Rivaroxaban for Patients With Antiphospholipid Syndrome

Phase 3

Completed

• Conditions: Antiphospholipid Syndrome
• Interventions: Drug: acenocumarol; Drug: Rivaroxaban

• Registration Number: NCT02926170
• Lead Sponsor: Hospital Universitari Vall d'Hebron Research Institute

Brief Summary

Long-term anticoagulation is widely used for secondary thromboprophylaxis in the antiphospholipid syndrome (APS) due to the high risk of recurrent events. Currently anticoagulation with vitamin K antagonists (VKAs) is the standard of care but have unpredictable pharmacodynamic properties that requiere monitoring for dose adjustment. Rivaroxaban, an orally active direct factor Xa inhibitor, has been shown to be effective and safe compared with warfarin for the treatment of venous thromboembolism and non valvular atrial fibrillation in major RCTs. No studies had been published in APS.The aim of the study is to investigate the efficacy and safety of rivaroxaban in preventing recurrent thrombosis in patients with APS compared with acenocoumarol

Detailed Description

This is a phase 3 randomized, multicenter, non-inferiority open-label RCT. 190 eligible APS patients with arterial or venous thrombotic history receiving acenocoumarol will be stratified according the presence of SLE and venous/arterial thrombotic history and randomized (1:1) either to continue vitamin K antagonists (standard of care, normalized ratio (INR) 2-3 or 2.5 to 3.5 in those with recurrent thrombotic episodes) or to switch to rivaroxaban (20 mg/day). The primary efficacy outcome is the development of any thrombotic event during the study period. Secondary efficacy outcomes include time to thrombosis, type of thrombosis (arterial or venous), overall causes of death, evaluation of a prognostic biomarker panel of recurrent thrombosis. The primary safety outcome will be major bleeding.
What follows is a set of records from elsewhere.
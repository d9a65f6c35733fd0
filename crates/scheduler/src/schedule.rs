// Copyright 2026 Open Nexus OS Contributors
// SPDX-License-Identifier: Apache-2.0

//! A single repeating job descriptor (spec §3 "Schedule").
//!
//! Mutable fields (`next_start_ns`, `remaining`, `scheduled`) are atomics
//! rather than a `Mutex`-guarded struct: every mutation happens while the
//! owning [`crate::Scheduler`]'s queue mutex is already held, so the atomics
//! exist only to give `Arc<Schedule>` the `Sync` a shared, mutable handle
//! needs, the same shape `knhk-workflow-engine`'s
//! `LatencyBoundedScheduler` uses for its counters.

use std::sync::atomic::{AtomicBool, AtomicI32, AtomicU64, Ordering};
use std::sync::Arc;

/// The function a schedule invokes on each firing.
///
/// `Fn` (not `FnOnce`) because a schedule fires repeatedly; callers capture
/// their own argument in the closure rather than the C reference's separate
/// `void * arg` parameter.
pub type Job = Arc<dyn Fn() + Send + Sync + 'static>;

/// A periodic job descriptor.
///
/// Identity (for queue membership and equality) is the monotonically
/// increasing `id`, assigned by the owning scheduler.
pub struct Schedule {
    id: u64,
    job: Job,
    period_ns: u64,
    next_start_ns: AtomicU64,
    /// 0 means infinite (spec §3); non-zero decrements toward 0 on each firing.
    remaining: AtomicU64,
    priority: AtomicI32,
    prio_set: AtomicBool,
    scheduled: AtomicBool,
}

impl Schedule {
    pub(crate) fn new(
        id: u64,
        job: Job,
        period_ns: u64,
        next_start_ns: u64,
        remaining: u64,
        priority: Option<i32>,
    ) -> Arc<Self> {
        Arc::new(Self {
            id,
            job,
            period_ns,
            next_start_ns: AtomicU64::new(next_start_ns),
            remaining: AtomicU64::new(remaining),
            priority: AtomicI32::new(priority.unwrap_or(0)),
            prio_set: AtomicBool::new(priority.is_some()),
            scheduled: AtomicBool::new(false),
        })
    }

    #[cfg(test)]
    pub(crate) fn new_for_test(
        id: u64,
        job: Job,
        period_ns: u64,
        next_start_ns: u64,
        remaining: u64,
        priority: Option<i32>,
    ) -> Arc<Self> {
        Self::new(id, job, period_ns, next_start_ns, remaining, priority)
    }

    pub fn id(&self) -> u64 {
        self.id
    }

    pub fn period_ns(&self) -> u64 {
        self.period_ns
    }

    pub fn next_start_ns(&self) -> u64 {
        self.next_start_ns.load(Ordering::SeqCst)
    }

    pub(crate) fn set_next_start_ns(&self, ns: u64) {
        self.next_start_ns.store(ns, Ordering::SeqCst);
    }

    pub fn remaining(&self) -> u64 {
        self.remaining.load(Ordering::SeqCst)
    }

    pub(crate) fn set_remaining(&self, value: u64) {
        self.remaining.store(value, Ordering::SeqCst);
    }

    /// `Some(priority)` if this schedule carries an explicit priority, else
    /// `None` to let the thread pool use its default.
    pub fn priority(&self) -> Option<i32> {
        self.prio_set
            .load(Ordering::SeqCst)
            .then(|| self.priority.load(Ordering::SeqCst))
    }

    pub fn is_scheduled(&self) -> bool {
        self.scheduled.load(Ordering::SeqCst)
    }

    pub(crate) fn set_scheduled(&self, value: bool) {
        self.scheduled.store(value, Ordering::SeqCst);
    }

    pub(crate) fn job(&self) -> Job {
        Arc::clone(&self.job)
    }
}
Secondary safety outcomes include any adverse event and minor bleeding.

Study Timeline

• Study Start: 2013-03-13
• Study First Submitted: 2016-10-03
• Study First Submitted QC: 2016-10-05
• Study First Posted: 2016-10-06
• Primary Completion: 2017-12-31
• Study Completion: 2017-12-31
• Status Verified: 2018-05
• Last Update Submitted: 2018-05-04
• Last Update Posted: 2018-05-11

Recruitment & Eligibility

• Status: COMPLETED
• Sex: All
• Target Recruitment: 190

Inclusion Criteria

• Patients with thrombotic antiphsopholipd syndrome
• Treated with acenocumarol for a minimum period of 6 months
• Positivity for Lupus anticoagulant and/or anti-cardiolipin or anti-B2GPI antibodies IgG or IgM≥40

Exclusion Criteria

• Major haemorrhage (cerebral or gastrointestinal) within the previous 6 months
• Neurosurgery within the previous 4 weeks
• Any surgery within the previous 10 days
• Active peptic ulcus
• ALT or GPT >120 UI/mL non-lupus related in the previous 30 days
• Platelets <30x10E9 in the previous 30 days
• Recent diagnosed malignancy
• Any criteria listed in the summary of the produt characterisitcs (SPC)
• Renal disease with a creatinine clearance <30 mL/min or with a known uncontrolled renal disease
• Concomitant administration of drugs that could interfere with CYP3A4

Study & Design

• Study Type: INTERVENTIONAL
• Study Design: PARALLEL

Arm && Interventions

Group	Intervention	Description
acenocumarol	acenocumarol	INR adjusted dose
rivaroxaban	Rivaroxaban	Rivaroxaban 20 mg per day

Primary Outcome Measures

Name	Time	Method
Incidence of major bleeding	36 months	Major bleeding is defined as clinically overt bleeding associated with any of the following: fatal bleeding causing death, involvement of a critical anatomic site (intracranial, spinal, intraocular, pericardial, articular, retroperitoneal, or intramuscular with compartment syndrome) or need for surgery or angiographic intervention to stop haemorrhage, fall in haemoglobin concentration of at least 20 g/L in 24 hours, and/or requiring non-planned transfusion of ≥2 units of packed red blood cells or whole blood
Developement of a new thrombotic event (arterial or venous), confirmed by appropiate imaging studies	36 months	Stroke or transient ischemic attack, myocardial infarction, peripheral arterial thrombosis, cerebral vein thrombosis, deep-vein thrombosis, or pulmonary embolism) that was confirmed by adjudication

Secondary Outcome Measures

Name	Time	Method
Death due to thrombotic events	36 months	Death as result of a thrombotic event
Incidence of any treatment-Emergent Adverse events	36 months	i) all adverse events; ii) serious adverse events (SAE); iii) all bleeding events; iv) overall causes of death
Location of thrombotic events	36 months	Location (arterial or venous) whenre the thrombotic event occurred
Time to the first thrombotic event	36 months	Time (months) from the treatment onset up to the thrombotic event
Evaluation of a prognostic biomarker panel	36 months	Measuremnt of D-dimer, P-selectine and Von-willebrand factor

Trial Locations

Locations (1)

Vall d'Hebron University Hospital; 🇪🇸 Barcelona, Spain